French Dream
di Raja ElFani
Come gli Dei nei rituali sacri, la sociologia elettorale invoca grandi concetti che devono trascendere l’individualismo, bestia della civiltà moderna. Il discorso di Hollande politeista ha mirato precisi valori politici destinati a fiorire, con una coscienza dei tempi attuali tutta rivolta alla moderazione. Malgrado la pressione europea, il nuovo Presidente francese ha cercato di risvegliare, fra le dovute cortesie populistiche, l’amore per la nazione. Retorica difficile da scavare in un paese multietnico, inganno estremista a parte. Funziona la massiccia provocazione delle bandiere rosse e straniere (Algeria, Palestina) ieri alla Bastille, ma anche se la Francia ha una identità collettiva complessa, resta disincantata: il cardine sul quale premere è il realismo. La cultura gallica malgrado le mescolanze rimane scettica, il lavaggio nordico delle emozioni lascia poco terreno fertile all’entusiasmo popolare, e il cromatismo sarkosista già sbiadisce come, più lentamente, il berluconismo in Italia. La Francia è una democrazia senza fronzoli in cui la sinistra fa fatica ad iniettare umanismo.

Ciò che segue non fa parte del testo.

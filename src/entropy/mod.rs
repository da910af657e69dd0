//! Platform entropy acquisition.
//!
//! Seeding never trusts a single mechanism. An [`EntropyChain`] holds an
//! ordered list of [`EntropyProvider`]s and returns the output of the first
//! one that fills the whole request:
//!
//! 1. [`DeviceRandom`]: the OS random device (`/dev/urandom`)
//! 2. [`PlatformRandom`]: the OS entropy API (`getrandom`,
//!    `arc4random_buf`, `BCryptGenRandom`)
//! 3. [`HardwareRandom`]: the CPU random instruction (`RDRAND`), the only
//!    source left inside an isolated context
//!
//! A provider either fills the entire buffer or fails; partial output is
//! wiped and never used as seed material.

use core::fmt;
use std::io;

use zeroize::{Zeroize, Zeroizing};

mod device;
mod hardware;
mod platform;

pub use device::DeviceRandom;
pub use hardware::HardwareRandom;
pub use platform::PlatformRandom;

/// The mechanism behind an entropy provider.
#[derive(Clone, Copy, Debug, PartialEq, Eq, Hash)]
pub enum ProviderKind {
    /// OS random device file.
    Device,
    /// OS entropy API.
    PlatformApi,
    /// CPU random instruction.
    Hardware,
}

impl fmt::Display for ProviderKind {
    fn fmt(&self, f: &mut fmt::Formatter<'_>) -> fmt::Result {
        let name = match self {
            ProviderKind::Device => "device",
            ProviderKind::PlatformApi => "platform API",
            ProviderKind::Hardware => "hardware",
        };
        f.write_str(name)
    }
}

/// Entropy acquisition errors.
#[derive(Debug, thiserror::Error)]
pub enum EntropyError {
    #[error("{0} entropy is not available on this platform")]
    Unsupported(ProviderKind),

    #[error("{kind} entropy could not supply all {requested} bytes")]
    ShortRead { kind: ProviderKind, requested: usize },

    #[error("{kind} entropy I/O failed: {source}")]
    Io {
        kind: ProviderKind,
        #[source]
        source: io::Error,
    },

    #[error("{kind} entropy reported failure code {code}")]
    Platform { kind: ProviderKind, code: i64 },

    #[error("hardware random instruction did not return data")]
    HardwareFault,

    #[error("no entropy provider could supply {len} bytes")]
    Unavailable { len: usize },
}

/// A source of unpredictable bytes.
pub trait EntropyProvider {
    /// The mechanism this provider uses.
    fn kind(&self) -> ProviderKind;

    /// Fills all of `dest`, or fails.
    ///
    /// On error the content of `dest` is unspecified and must not be used.
    fn fill(&mut self, dest: &mut [u8]) -> Result<(), EntropyError>;
}

/// Ordered list of providers tried one after the other.
#[derive(Default)]
pub struct EntropyChain {
    providers: Vec<Box<dyn EntropyProvider + Send>>,
}

impl EntropyChain {
    /// Creates a chain with no providers. Filling from it always fails.
    pub fn new() -> Self {
        Self::default()
    }

    /// The default chain for the current target: device, platform API,
    /// hardware instruction.
    pub fn platform_default() -> Self {
        let mut chain = Self::new();

        #[cfg(unix)]
        chain.push(DeviceRandom::new());

        chain.push(PlatformRandom);
        chain.push(HardwareRandom);
        chain
    }

    /// Appends a provider and returns the chain.
    pub fn with_provider<P>(mut self, provider: P) -> Self
    where
        P: EntropyProvider + Send + 'static,
    {
        self.push(provider);
        self
    }

    /// Appends a provider at the lowest priority.
    pub fn push<P>(&mut self, provider: P)
    where
        P: EntropyProvider + Send + 'static,
    {
        self.providers.push(Box::new(provider));
    }

    /// Provider kinds in the order they are tried.
    pub fn kinds(&self) -> Vec<ProviderKind> {
        self.providers.iter().map(|p| p.kind()).collect()
    }

    /// Number of providers.
    pub fn len(&self) -> usize {
        self.providers.len()
    }

    /// Whether the chain has no providers.
    pub fn is_empty(&self) -> bool {
        self.providers.is_empty()
    }

    /// Fills `dest` from the first provider that succeeds and returns its
    /// kind.
    pub fn fill(&mut self, dest: &mut [u8]) -> Result<ProviderKind, EntropyError> {
        for provider in &mut self.providers {
            let kind = provider.kind();

            match provider.fill(dest) {
                Ok(()) => {
                    log::debug!("seeded {} bytes from {} entropy", dest.len(), kind);
                    return Ok(kind);
                }
                Err(err) => {
                    dest.zeroize();
                    log::warn!("{} entropy provider failed: {}", kind, err);
                }
            }
        }

        Err(EntropyError::Unavailable { len: dest.len() })
    }

    /// Returns `len` fresh entropy bytes, wiped when dropped.
    pub fn acquire(&mut self, len: usize) -> Result<Zeroizing<Vec<u8>>, EntropyError> {
        let mut bytes = Zeroizing::new(vec![0u8; len]);
        self.fill(&mut bytes)?;
        Ok(bytes)
    }
}

impl fmt::Debug for EntropyChain {
    fn fmt(&self, f: &mut fmt::Formatter<'_>) -> fmt::Result {
        f.debug_struct("EntropyChain")
            .field("providers", &self.kinds())
            .finish()
    }
}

Comunque non dovrebbero mancare gli effetti: la vittoria socialista politicizzerà Monti fin qui inibito dal ruolo tecnico e attiverà una proposta federale meno finanziaria a livello europeo. Il passaggio a sinistra dovrebbe costringere al coming out le istituzioni del potere e gli organismi che lo strutturano, difficilmente percepibili come neutri nel contesto progressista. Dopo il deficit greco e la crisi italiana, e ora con il cambiamento francese, l’Europa vive dal 2011 il suo primo periodo trainante che potrebbe dare esito ad una inesorabile unificazione. Nonostante la Merkel oggi metta i primi paletti (inamovibile sul patto fiscale), l’amalgama europeo ha fatto presa nella concentrazione demografica più variegata del mondo.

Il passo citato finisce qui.